Robert Lewandowski a dominé les qualifications européennes en vue du Mondial avec 16 buts, mais plusieurs préfèrent parler de ses deux petits buts en huit matchs avec la sélection polonaise lors des Euros de 2012 et de 2016.

Lewandowski a des ratés à faire oublier

VARSOVIE — Le Polonais Robert Lewandowski débute mardi (11h, heure du Québec) son premier Mondial contre le Sénégal et il devra prouver à ses détracteurs qu’il n’est pas seulement un grand buteur du samedi avec le Bayern Munich, mais qu’il peut aussi faire la différence au plus haut niveau.

Certes, il marque près de 30 buts par saison en Allemagne, et a été sacré meilleur buteur des qualifications européennes pour le Mondial avec 16 buts. Mais lors des deux Euros qu’il a disputés avec la Pologne (2012 et 2016), il n’a marqué que deux fois en huit matchs. Et son impuissance dans les phases finales de Ligue des champions lui a valu une volée de critiques cette saison.

Ces considérations le laissent pourtant bien indifférent à l’approche de son tout premier match de Coupe du monde, à 29 ans. «Être le meilleur buteur du Mondial n’est pas un objectif réaliste pour moi», disait-il à la presse allemande quelques jours avant d’arriver en Russie. «Pour avoir une chance d’être meilleur buteur, il faut jouer sept matchs. Ça dépend évidemment de la performance de l’équipe.»

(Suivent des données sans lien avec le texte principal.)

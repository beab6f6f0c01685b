//! HTTP server setup

use std::future::Future;
use std::sync::Arc;

use axum::{
    routing::{get, post},
    Router,
};
use tokio::net::TcpListener;
use tokio::task::JoinHandle;
use tower::ServiceBuilder;
use tower_http::cors::CorsLayer;
use tower_http::trace::TraceLayer;
use tracing::info;

use crate::app::options::ServerOptions;
use crate::errors::EngineError;
use crate::server::handlers::*;
use crate::server::state::ServerState;

/// Build the router with all routes and middleware
pub fn router(state: Arc<ServerState>) -> Router {
    Router::new()
        // Health and version
        .route("/health", get(health_handler))
        .route("/version", get(version_handler))
        // Projects
        .route("/projects", get(list_projects_handler))
        .route("/projects/{slug}", get(project_handler))
        .route("/projects/{slug}/health", get(project_health_handler))
        .route("/projects/{slug}/deployments", get(project_deployments_handler))
        .route("/projects/{slug}/rollback-points", get(rollback_points_handler))
        .route("/projects/{slug}/deploy", post(deploy_handler))
        .route("/projects/{slug}/rollback", post(rollback_handler))
        .route("/projects/{slug}/stop", post(stop_handler))
        .route("/projects/{slug}/start", post(start_handler))
        .route("/projects/{slug}/restart", post(restart_handler))
        .route("/projects/{slug}/cleanup", post(cleanup_handler))
        // Deployments
        .route("/deployments/{id}", get(deployment_handler))
        .route("/deployments/{id}/logs", get(deployment_logs_handler))
        .route("/deployments/{id}/cancel", post(cancel_handler))
        // Scripts
        .route("/scripts", get(list_scripts_handler).post(create_script_handler))
        .route("/scripts/variables", get(variables_handler))
        .route("/scripts/templates", get(templates_handler))
        .route("/scripts/templates/{key}", post(generate_from_template_handler))
        // State and middleware
        .with_state(state)
        .layer(
            ServiceBuilder::new()
                .layer(TraceLayer::new_for_http())
                .layer(CorsLayer::permissive()),
        )
}

/// Start the HTTP server
pub async fn serve(
    options: &ServerOptions,
    state: Arc<ServerState>,
    shutdown_signal: impl Future<Output = ()> + Send + 'static,
) -> Result<JoinHandle<Result<(), EngineError>>, EngineError> {
    let app = router(state);

    let addr = format!("{}:{}", options.host, options.port);
    info!("Starting HTTP server on {}", addr);

    let listener = TcpListener::bind(&addr)
        .await
        .map_err(|e| EngineError::ServerError(format!("cannot bind {}: {}", addr, e)))?;

    let handle = tokio::spawn(async move {
        axum::serve(listener, app)
            .with_graceful_shutdown(shutdown_signal)
            .await
            .map_err(|e| EngineError::ServerError(e.to_string()))
    });

    Ok(handle)
}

La «starification» des Ronaldo, Neymar ou Griezmann n’est pas la tasse de thé de Lewandowski. Ce qui n’empêche pas son patron au Bayern Karl-Heinz Rummenigge de voir en lui «l’un des trois meilleurs avant-centres du monde».

«Je dirais qu’il est déjà dans la catégorie d’un Gerd Müller», ajoute même Rummenigge, en référence au buteur mythique du Bayern et de l’Allemagne des années 1970. Mais Müller, lui, a marqué en finale de C1 et de Coupe du monde, forgeant ainsi sa légende.

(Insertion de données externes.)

//! flowdeck
//!
//! Deployment orchestration for git-hosted applications: builds and starts
//! projects with Docker or native commands, runs user scripts with hooks and
//! retries, and keeps an auditable history of every deployment.

pub mod app;
pub mod deploy;
pub mod errors;
pub mod events;
pub mod exec;
pub mod filesys;
pub mod logs;
pub mod models;
pub mod scripts;
pub mod server;
pub mod storage;
pub mod telemetry;
pub mod utils;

Le plus petit... mais le plus malin

Gamin, Lewandowski a débuté dans un petit stade au terrain de terre battue à Varsovie. Krzysztof Sikorski, son premier entraîneur au Varsovia, club pour enfants et adolescents de la capitale polonaise, sort une photo. «Le plus petit, au milieu, c’est Robert Lewandowski.

«Robert était menu, mince, le plus petit du groupe, mais avec le cœur le plus grand et le plus grand talent, le plus malin de tous. Ça se voyait depuis le début», assure le vieil entraîneur, qui a accompagné le joueur jusqu’à l’âge de 17 ans.

Varsovia était alors un petit club inter-scolaire, créé à la fin des années 1950, disposant d’infrastructures plus que rudimentaires, avec terre battue et sable en guise de terrains. «Au printemps et à l’automne, c’était tragique, il fallait sans arrêt le niveler. Quand il faisait chaud, on l’arrosait pour réduire la poussière, mais dès que ça séchait au soleil, ça remontait en nuage. Après chaque match, les garçons étaient tout noirs. L’hiver, ils n’avaient pas peur de la neige.»

Révélation à Dortmund

Depuis tout petit, Lewandowski disait qu’il jouerait dans la sélection nationale, qu’il serait le meilleur. Machine à marquer dès son plus jeune âge, il a intégré à 17 ans l’équipe de réserve du plus grand club de la capitale, le Legia Varsovie, mais en a été écarté pour manque d’efficacité.

«Ils l’ont remercié en disant qu’il était trop faible, trop fragile... Robert a failli alors sombrer dans la dépression, mais eux, ils doivent toujours le regretter», insiste Sikorski, en souriant.

Arrivé en Allemagne en provenance de Lech Poznan en 2010, à l’âge de 21 ans, le Polonais s’est révélé sous le maillot de Dortmund. Toute l’Europe se souvient de son quadruplé contre le Real Madrid (4-0) en demi-finale de la Ligue des Champions 2013, qui avait permis au Borussia d’atteindre la finale. 

Professionnel jusqu’au bout des crampons, il passe à Munich pour un parangon de rigueur. «Dans sa tête, il pense à bien s’alimenter, à bien dormir, à bien s’entraîner 24 heures sur 24», témoigne son ancien entraîneur Pep Guardiola. «Il n’est jamais blessé, parce qu’il se concentre sur ces choses».

Son régime alimentaire, très strict, est concocté par son coach personnel... son épouse Anna, ancienne internationale polonaise de karaté. Et dans le vestiaire, ses coéquipiers ont donné à l’attaquant le surnom de «The Body».